╭─ Supplied material

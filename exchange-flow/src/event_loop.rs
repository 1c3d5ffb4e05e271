//! Serialized event loop for one exchange flow.
//!
//! # Flow
//!
//! ```text
//! host / runtime ── Event ──► mpsc ──► loop task ── update ──► watch<Model>
//!                                          │
//!                                          ├── native Effect ──► NativeEffects (host)
//!                                          └── other Effect ───► EffectRuntime
//! ```
//!
//! The loop task is the only owner of the `Model`. Events are applied one at
//! a time in arrival order, so a reducer step never observes a half-applied
//! transition.

use tokio::sync::mpsc::{self, UnboundedReceiver, UnboundedSender};
use tokio::sync::watch;
use tokio_util::sync::CancellationToken;
use tracing::{debug, info, info_span, trace, Instrument};
use uuid::Uuid;

use exchange_engine::{init, update, Effect, Event, Model};
use exchange_exec::{EffectRuntime, RuntimeConfig, RuntimeDeps};

use crate::error::{FlowError, FlowResult};

/// Effects the host performs: analytics, user actions, exit, error haptics.
pub type NativeEffects = UnboundedReceiver<Effect>;

/// Handle to a running exchange flow.
///
/// Dropping the handle disposes the flow.
pub struct ExchangeLoop {
    flow_id: Uuid,
    events: UnboundedSender<Event>,
    model: watch::Receiver<Model>,
    runtime: EffectRuntime,
    cancel: CancellationToken,
}

impl ExchangeLoop {
    /// Start a flow from `model` and run its initial effects.
    ///
    /// Must be called from within a tokio runtime.
    pub fn start(model: Model, deps: RuntimeDeps, config: RuntimeConfig) -> (Self, NativeEffects) {
        let flow_id = Uuid::now_v7();
        let (event_tx, event_rx) = mpsc::unbounded_channel();
        let (native_tx, native_rx) = mpsc::unbounded_channel();
        let (model_tx, model_rx) = watch::channel(model.clone());
        let runtime = EffectRuntime::new(deps, config, event_tx.clone());
        let cancel = CancellationToken::new();

        info!(
            %flow_id,
            mode = model.mode.as_str(),
            settings_only = model.settings_only,
            "Starting exchange flow"
        );

        let router = EffectRouter {
            runtime: runtime.clone(),
            native: native_tx,
        };
        let span = info_span!("exchange_flow", %flow_id);
        tokio::spawn(
            run(model, event_rx, model_tx, router, cancel.clone()).instrument(span),
        );

        let handle = Self {
            flow_id,
            events: event_tx,
            model: model_rx,
            runtime,
            cancel,
        };
        (handle, native_rx)
    }

    pub fn flow_id(&self) -> Uuid {
        self.flow_id
    }

    /// Enqueue `event` behind every event already waiting.
    pub fn dispatch(&self, event: Event) -> FlowResult<()> {
        if self.is_disposed() {
            return Err(FlowError::Disposed);
        }
        self.events.send(event).map_err(|_| FlowError::Disposed)
    }

    /// Snapshot of the current model.
    pub fn model(&self) -> Model {
        self.model.borrow().clone()
    }

    /// Observe every model the loop publishes.
    pub fn subscribe(&self) -> watch::Receiver<Model> {
        self.model.clone()
    }

    /// Wait until the published model satisfies `predicate`.
    ///
    /// Checks the current model first. Fails once the flow is disposed.
    pub async fn wait_for<F>(&self, mut predicate: F) -> FlowResult<Model>
    where
        F: FnMut(&Model) -> bool,
    {
        let mut model = self.model.clone();
        let matched = model
            .wait_for(|current| predicate(current))
            .await
            .map_err(|_| FlowError::Disposed)?;
        Ok(matched.clone())
    }

    /// Stop the loop and cancel every running effect.
    ///
    /// Events dispatched afterwards are rejected; results of effects that
    /// were still running are dropped.
    pub fn dispose(&self) {
        if self.cancel.is_cancelled() {
            return;
        }
        info!(flow_id = %self.flow_id, "Disposing exchange flow");
        self.cancel.cancel();
        self.runtime.dispose();
    }

    pub fn is_disposed(&self) -> bool {
        self.cancel.is_cancelled()
    }
}

impl Drop for ExchangeLoop {
    fn drop(&mut self) {
        self.dispose();
    }
}

// =============================================================================
// Loop task
// =============================================================================

struct EffectRouter {
    runtime: EffectRuntime,
    native: UnboundedSender<Effect>,
}

impl EffectRouter {
    fn route(&self, effects: Vec<Effect>) {
        for effect in effects {
            if effect.is_native() {
                let name = effect.name();
                if self.native.send(effect).is_err() {
                    debug!(effect = name, "Host stopped listening, native effect dropped");
                }
            } else {
                self.runtime.dispatch(effect);
            }
        }
    }
}

async fn run(
    mut model: Model,
    mut events: UnboundedReceiver<Event>,
    published: watch::Sender<Model>,
    router: EffectRouter,
    cancel: CancellationToken,
) {
    let first = init(&model);
    if let Some(next) = first.model {
        model = next;
        published.send_replace(model.clone());
    }
    router.route(first.effects);

    loop {
        tokio::select! {
            biased;
            _ = cancel.cancelled() => break,
            event = events.recv() => {
                let Some(event) = event else { break };
                let name = event.name();
                let next = update(&model, event);
                if next.model.is_none() && next.effects.is_empty() {
                    trace!(event = name, state = model.state.name(), "No transition");
                    continue;
                }
                if let Some(next_model) = next.model {
                    if next_model.state.name() != model.state.name() {
                        debug!(
                            event = name,
                            from = model.state.name(),
                            to = next_model.state.name(),
                            "State changed"
                        );
                    }
                    model = next_model;
                    published.send_replace(model.clone());
                }
                debug!(event = name, effects = next.effects.len(), "Event applied");
                router.route(next.effects);
            }
        }
    }

    router.runtime.dispose();
    info!(state = model.state.name(), "Exchange flow stopped");
}

// =============================================================================
// Tests
// =============================================================================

╰─

What the task asks
Where a line above contains the word "else", show that line.

Task response
            } else {
                let Some(event) = event else { break };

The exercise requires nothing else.